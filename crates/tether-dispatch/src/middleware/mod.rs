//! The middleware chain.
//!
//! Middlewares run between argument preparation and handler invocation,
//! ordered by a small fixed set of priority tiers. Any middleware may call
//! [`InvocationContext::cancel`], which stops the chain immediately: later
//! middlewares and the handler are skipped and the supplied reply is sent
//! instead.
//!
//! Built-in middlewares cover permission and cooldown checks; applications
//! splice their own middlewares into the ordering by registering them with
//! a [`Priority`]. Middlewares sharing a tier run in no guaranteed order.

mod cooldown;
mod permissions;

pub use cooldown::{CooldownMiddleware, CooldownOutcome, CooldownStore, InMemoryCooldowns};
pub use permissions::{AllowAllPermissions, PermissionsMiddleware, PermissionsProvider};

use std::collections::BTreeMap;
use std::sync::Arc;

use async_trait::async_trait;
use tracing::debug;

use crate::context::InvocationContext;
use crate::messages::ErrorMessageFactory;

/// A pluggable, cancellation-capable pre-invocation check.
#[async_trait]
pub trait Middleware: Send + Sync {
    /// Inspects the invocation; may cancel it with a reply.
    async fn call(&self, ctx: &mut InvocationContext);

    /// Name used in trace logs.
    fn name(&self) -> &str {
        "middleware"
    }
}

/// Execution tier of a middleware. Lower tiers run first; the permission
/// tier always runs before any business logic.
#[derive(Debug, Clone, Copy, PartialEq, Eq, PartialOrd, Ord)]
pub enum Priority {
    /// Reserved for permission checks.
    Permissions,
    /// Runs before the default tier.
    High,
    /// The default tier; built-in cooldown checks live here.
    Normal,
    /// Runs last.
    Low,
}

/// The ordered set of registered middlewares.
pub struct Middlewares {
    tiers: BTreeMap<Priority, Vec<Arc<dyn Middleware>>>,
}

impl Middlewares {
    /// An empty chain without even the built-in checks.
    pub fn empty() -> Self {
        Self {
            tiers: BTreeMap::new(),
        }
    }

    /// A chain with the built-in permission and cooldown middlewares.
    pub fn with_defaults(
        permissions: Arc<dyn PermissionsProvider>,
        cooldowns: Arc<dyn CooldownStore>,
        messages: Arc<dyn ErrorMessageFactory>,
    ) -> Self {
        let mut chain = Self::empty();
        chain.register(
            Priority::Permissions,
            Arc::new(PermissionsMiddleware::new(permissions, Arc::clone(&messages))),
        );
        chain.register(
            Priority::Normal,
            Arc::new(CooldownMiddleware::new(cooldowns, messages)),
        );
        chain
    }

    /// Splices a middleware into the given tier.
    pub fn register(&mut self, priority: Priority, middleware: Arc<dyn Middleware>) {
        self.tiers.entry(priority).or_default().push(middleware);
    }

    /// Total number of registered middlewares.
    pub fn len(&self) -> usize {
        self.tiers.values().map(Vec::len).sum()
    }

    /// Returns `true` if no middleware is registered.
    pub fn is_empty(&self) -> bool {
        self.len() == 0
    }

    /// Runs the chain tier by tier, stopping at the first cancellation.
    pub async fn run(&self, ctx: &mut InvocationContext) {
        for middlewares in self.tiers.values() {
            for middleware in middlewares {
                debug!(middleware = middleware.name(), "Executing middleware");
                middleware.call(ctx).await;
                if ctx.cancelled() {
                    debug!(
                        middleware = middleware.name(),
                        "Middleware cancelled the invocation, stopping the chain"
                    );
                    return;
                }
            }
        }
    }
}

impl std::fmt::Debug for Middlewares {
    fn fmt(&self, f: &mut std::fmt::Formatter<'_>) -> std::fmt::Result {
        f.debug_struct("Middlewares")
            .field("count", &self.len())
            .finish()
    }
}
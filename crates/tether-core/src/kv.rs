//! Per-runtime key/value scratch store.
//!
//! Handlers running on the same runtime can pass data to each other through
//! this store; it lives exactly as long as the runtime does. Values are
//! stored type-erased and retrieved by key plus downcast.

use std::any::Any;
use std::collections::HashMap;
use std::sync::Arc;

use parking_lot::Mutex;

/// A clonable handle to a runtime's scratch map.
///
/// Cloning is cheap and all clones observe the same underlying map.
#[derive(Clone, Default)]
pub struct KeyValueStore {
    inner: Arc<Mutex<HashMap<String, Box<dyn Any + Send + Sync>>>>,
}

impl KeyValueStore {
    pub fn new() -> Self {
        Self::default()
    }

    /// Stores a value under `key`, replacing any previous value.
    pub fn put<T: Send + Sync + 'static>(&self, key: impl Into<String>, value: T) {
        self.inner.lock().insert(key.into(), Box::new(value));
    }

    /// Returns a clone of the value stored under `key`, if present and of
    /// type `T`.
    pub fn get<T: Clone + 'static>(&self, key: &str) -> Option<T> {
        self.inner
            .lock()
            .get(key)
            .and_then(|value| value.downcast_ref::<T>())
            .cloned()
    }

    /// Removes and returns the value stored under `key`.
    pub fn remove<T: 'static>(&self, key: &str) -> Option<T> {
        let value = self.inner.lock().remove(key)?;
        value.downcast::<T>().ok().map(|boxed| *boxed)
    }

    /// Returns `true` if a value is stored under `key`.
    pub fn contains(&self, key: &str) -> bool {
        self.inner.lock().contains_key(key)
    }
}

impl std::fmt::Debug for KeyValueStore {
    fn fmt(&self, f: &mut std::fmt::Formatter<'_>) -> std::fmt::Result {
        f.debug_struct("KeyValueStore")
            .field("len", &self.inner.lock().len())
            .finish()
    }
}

** DESCRIPTION OF THE TASK **
Print, from the entries above, the line with "pub trait Middleware: Send", the line with "any business logic." and all lines between them, exactly and with nothing else.

** THE ANSWER **
pub trait Middleware: Send + Sync {
    /// Inspects the invocation; may cancel it with a reply.
    async fn call(&self, ctx: &mut InvocationContext);

    /// Name used in trace logs.
    fn name(&self) -> &str {
        "middleware"
    }
}

/// Execution tier of a middleware. Lower tiers run first; the permission
/// tier always runs before any business logic.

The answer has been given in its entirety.